Work instructions: Print out the entries, word for word.

Dataset entries:
● ● ● ● ● ● ●
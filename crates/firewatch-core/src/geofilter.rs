use geo::Intersects;
use tracing::info;

use crate::boundary::BoundaryPolygonSet;
use crate::error::{PipelineError, Result};
use crate::geometry::DetectionDataset;

/// Detections lying within any boundary polygon, in original order. Points on a
/// polygon edge or vertex count as inside.
pub fn filter_within_boundary(
    dataset: &DetectionDataset,
    boundary: &BoundaryPolygonSet,
) -> Result<DetectionDataset> {
    if dataset.is_empty() {
        return Err(PipelineError::Validation(
            "cannot filter an empty detection dataset".to_string(),
        ));
    }
    if boundary.is_empty() {
        return Err(PipelineError::Validation(format!(
            "boundary '{}' has no polygons",
            boundary.display_name
        )));
    }

    let projected = dataset.to_crs(boundary.crs)?;
    let mask: Vec<bool> = projected
        .points()
        .iter()
        .map(|point| {
            boundary
                .polygons
                .0
                .iter()
                .any(|polygon| polygon.intersects(point))
        })
        .collect();

    let filtered = dataset.filter_mask(&mask)?;
    info!(
        boundary = %boundary.display_name,
        total = dataset.len(),
        retained = filtered.len(),
        "filtered detections to boundary"
    );
    Ok(filtered)
}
● ● ● ● ● ● ●
Task response:
filename crates/firewatch-core/src/geofilter.rs
use geo::Intersects;
use tracing::info;

use crate::boundary::BoundaryPolygonSet;
use crate::error::{PipelineError, Result};
use crate::geometry::DetectionDataset;

/// Detections lying within any boundary polygon, in original order. Points on a
/// polygon edge or vertex count as inside.
pub fn filter_within_boundary(
    dataset: &DetectionDataset,
    boundary: &BoundaryPolygonSet,
) -> Result<DetectionDataset> {
    if dataset.is_empty() {
        return Err(PipelineError::Validation(
            "cannot filter an empty detection dataset".to_string(),
        ));
    }
    if boundary.is_empty() {
        return Err(PipelineError::Validation(format!(
            "boundary '{}' has no polygons",
            boundary.display_name
        )));
    }

    let projected = dataset.to_crs(boundary.crs)?;
    let mask: Vec<bool> = projected
        .points()
        .iter()
        .map(|point| {
            boundary
                .polygons
                .0
                .iter()
                .any(|polygon| polygon.intersects(point))
        })
        .collect();

    let filtered = dataset.filter_mask(&mask)?;
    info!(
        boundary = %boundary.display_name,
        total = dataset.len(),
        retained = filtered.len(),
        "filtered detections to boundary"
    );
    Ok(filtered)
}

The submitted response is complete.